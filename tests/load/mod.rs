mod stress_test;
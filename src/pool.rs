//! # Bounded worker pool
//!
//! Runs independent registration tasks with at most `size` in flight. Each
//! task is awaited in submission order for at most the per-task timeout,
//! and never past the pool's overall deadline. A task that misses its
//! timeout keeps running detached; its outcome is simply not waited for.

use anyhow::Context;
use serde::Serialize;
use std::future::Future;
use std::sync::Arc;
use std::time::Duration;
use tokio::sync::Semaphore;
use tokio::task::JoinHandle;
use tokio::time::{timeout_at, Instant};
use tracing::{debug, error, Instrument};

#[derive(Debug, Clone, PartialEq, Eq, Serialize)]
#[serde(tag = "kind", content = "detail", rename_all = "snake_case")]
pub enum FailureKind {
    TimedOut,
    Failed(String),
    Panicked(String),
}

#[derive(Debug, Clone, PartialEq, Eq, Serialize)]
pub struct TaskFailure {
    pub index: usize,
    #[serde(flatten)]
    pub kind: FailureKind,
}

/// Outcome of one pool run
#[derive(Debug, Clone, Default, PartialEq, Eq, Serialize)]
pub struct PoolReport {
    pub submitted: usize,
    pub completed: usize,
    pub failures: Vec<TaskFailure>,
}

impl PoolReport {
    pub fn is_clean(&self) -> bool {
        self.failures.is_empty()
    }

    pub fn timed_out(&self) -> usize {
        self.failures
            .iter()
            .filter(|f| f.kind == FailureKind::TimedOut)
            .count()
    }

    /// Indexes of failed tasks in submission order
    pub fn failed_indexes(&self) -> Vec<usize> {
        self.failures.iter().map(|f| f.index).collect()
    }
}

pub struct WorkerPool {
    size: usize,
    permits: Arc<Semaphore>,
    task_timeout: Duration,
    deadline: Duration,
    pending: Vec<(usize, JoinHandle<anyhow::Result<()>>)>,
}

impl WorkerPool {
    pub fn new(size: usize, task_timeout: Duration, deadline: Duration) -> Self {
        let size = size.max(1);
        Self {
            size,
            permits: Arc::new(Semaphore::new(size)),
            task_timeout,
            deadline,
            pending: Vec::new(),
        }
    }

    pub fn size(&self) -> usize {
        self.size
    }

    /// Queue `task`; it starts once a worker slot is free
    pub fn submit<F>(&mut self, index: usize, task: F)
    where
        F: Future<Output = anyhow::Result<()>> + Send + 'static,
    {
        let permits = Arc::clone(&self.permits);
        let handle = tokio::spawn(
            async move {
                let _permit = permits
                    .acquire_owned()
                    .await
                    .context("worker pool closed")?;
                task.await
            }
            .in_current_span(),
        );
        self.pending.push((index, handle));
    }

    /// Wait for every submitted task and release the pool
    pub async fn join(self) -> PoolReport {
        let deadline = Instant::now() + self.deadline;
        let mut report = PoolReport {
            submitted: self.pending.len(),
            ..PoolReport::default()
        };

        for (index, mut handle) in self.pending {
            let wait_until = (Instant::now() + self.task_timeout).min(deadline);
            let kind = match timeout_at(wait_until, &mut handle).await {
                Ok(Ok(Ok(()))) => {
                    report.completed += 1;
                    continue;
                }
                Ok(Ok(Err(e))) => {
                    error!(index, error = ?e, "registration task failed");
                    FailureKind::Failed(format!("{e:#}"))
                }
                Ok(Err(join_err)) => {
                    error!(index, error = ?join_err, "registration task panicked");
                    FailureKind::Panicked(join_err.to_string())
                }
                Err(_) => {
                    error!(index, timeout = ?self.task_timeout, "registration task timed out");
                    FailureKind::TimedOut
                }
            };
            report.failures.push(TaskFailure { index, kind });
        }

        debug!(
            pool_size = self.size,
            submitted = report.submitted,
            completed = report.completed,
            failed = report.failures.len(),
            "worker pool drained"
        );
        report
    }
}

(Required action):
Only the lines of the data holding the string "Result" are wanted; copy each of them.

(Answer area):
    pending: Vec<(usize, JoinHandle<anyhow::Result<()>>)>,
        F: Future<Output = anyhow::Result<()>> + Send + 'static,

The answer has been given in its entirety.